Defining the objective function for Optuna with feature selection
"""
n_estimators = trial.suggest_int('n_estimators', 100, 1000)
max_depth = trial.suggest_int('max_depth', 2, 32)
k_best = trial.suggest_int('k_best', 1, X_train.shape[1])
select_k_best = SelectKBest(score_func=f_classif, k=k_best)
preprocessor = ColumnTransformer([('select', select_k_best, X.columns)], remainder='passthrough')
clf = Pipeline(steps=[('preprocessor', preprocessor),
('classifier', RandomForestClassifier(n_estimators=n_estimators, max_depth=max_depth, random_state=42))])
clf.fit(X_train, y_train)
y_pred = clf.predict(X_test)
accuracy = accuracy_score(y_test, y_pred)
trial.set_user_attr('classifier', clf)
return accuracy
Running the Optimization
We create a study and run the optimization process.
# Running the optimization
study = optuna.create_study(study_name='best_features_and_hyperparameters', direction='maximize')
study.optimize(objective, n_trials=50)
# Output: Logs of each trial with accuracy and parameters
Extracting the Best Hyperparameters and Features
After optimization, we extract the best hyperparameters and selected features.
# Extracting the best hyperparameters and selected features
print('Best hyperparameters: ', study.best_params)

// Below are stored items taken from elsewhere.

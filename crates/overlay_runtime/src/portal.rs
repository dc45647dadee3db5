//! Stacking for nested portal layers.

/// z-index of the first layer, matching the theme's `modal` z-index.
pub const PORTAL_BASE_Z_INDEX: i32 = 1400;

#[derive(Debug, Clone, PartialEq, Eq)]
/// One portal node handed out by [`PortalManager`].
pub struct PortalLayer {
    /// DOM id of the portal node.
    pub id: String,
    /// Nesting depth at acquisition (0 for the outermost layer).
    pub depth: usize,
    /// Stacking order for the layer's node.
    pub z_index: i32,
}

#[derive(Debug, Clone)]
/// Hands out portal layers that stack above each other in acquisition order.
pub struct PortalManager {
    prefix: String,
    next_id: u64,
    layers: Vec<PortalLayer>,
}

impl Default for PortalManager {
    fn default() -> Self {
        Self::new("ui-portal")
    }
}

impl PortalManager {
    /// Manager issuing ids `<prefix>-<n>`.
    pub fn new(prefix: impl Into<String>) -> Self {
        Self {
            prefix: prefix.into(),
            next_id: 1,
            layers: Vec::new(),
        }
    }

    /// Acquires a layer above every live layer.
    pub fn push(&mut self) -> PortalLayer {
        let depth = self.layers.len();
        let layer = PortalLayer {
            id: format!("{}-{}", self.prefix, self.next_id),
            depth,
            z_index: PORTAL_BASE_Z_INDEX + depth as i32,
        };
        self.next_id += 1;
        self.layers.push(layer.clone());
        tracing::trace!(id = %layer.id, depth, "portal layer acquired");
        layer
    }

    /// Frees a layer. Returns `false` for unknown ids.
    pub fn release(&mut self, id: &str) -> bool {
        let before = self.layers.len();
        self.layers.retain(|layer| layer.id != id);
        before != self.layers.len()
    }

    /// Number of live layers.
    pub fn depth(&self) -> usize {
        self.layers.len()
    }

    /// Topmost live layer.
    pub fn top(&self) -> Option<&PortalLayer> {
        self.layers.last()
    }
}

#[cfg(test)]
mod tests {
    use pretty_assertions::assert_eq;

    use super::*;

    #[test]
    fn nested_layers_stack_upward() {
        let mut manager = PortalManager::default();
        let outer = manager.push();
        let inner = manager.push();
        assert_eq!(outer.z_index, PORTAL_BASE_Z_INDEX);
        assert_eq!(inner.z_index, PORTAL_BASE_Z_INDEX + 1);
        assert_eq!(inner.id, "ui-portal-2");
        assert_eq!(manager.top(), Some(&inner));
    }

    #[test]
    fn released_depth_is_reused_but_ids_are_not() {
        let mut manager = PortalManager::new("layer");
        let first = manager.push();
        assert!(manager.release(&first.id));
        assert!(!manager.release(&first.id));
        let second = manager.push();
        assert_eq!(second.depth, 0);
        assert_eq!(second.id, "layer-2");
        assert_eq!(manager.depth(), 1);
    }
}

best_trial = study.best_trial
selected_features = SelectKBest(score_func=f_classif, k=best_trial.params['k_best']).fit(X_train, y_train)
print('Selected features: ', X.columns[selected_features.get_support()])
# Output: Best hyperparameters and selected features
Preparing the Submission
Finally, we prepare and submit our predictions to Kaggle.
# Load Submission Data
submission_data = pd.read_csv('/kaggle/input/spaceship-titanic/test.csv')
# Drop Rows with Missing Values
submission_data.fillna(0, inplace=True)
# Applying the label encoders to the submission data
for column, encoder in oe.items():
submission_data[column] = encoder.transform(submission_data[column].values.reshape(-1, 1))
# Generate Sample Submission
best_clf = best_trial.user_attrs['classifier']
y_pred = best_clf.predict(submission_data)
submission_data['Transported'] = y_pred
# Only keep required columns for submission
submission_data = submission_data[['PassengerId', 'Transported']]
# Save the DataFrame to Kaggle Directory and Upload to Submit
submission_data.to_csv('/kaggle/working/submission.csv', index=False, header=True)
Conclusion
After submitting our predictions to the Kaggle competition, we achieved a score of 79.611% accuracy. This result highlights the effectiveness of using Optuna for hyperparameter optimization and feature selection.
I hope you found this tutorial insightful and valuable. Keep experimenting with different models and hyperparameters to further improve your score. For more detailed information and code snippets, you can refer to the video linked in the description.
Happy coding, and best of luck in your machine learning journey!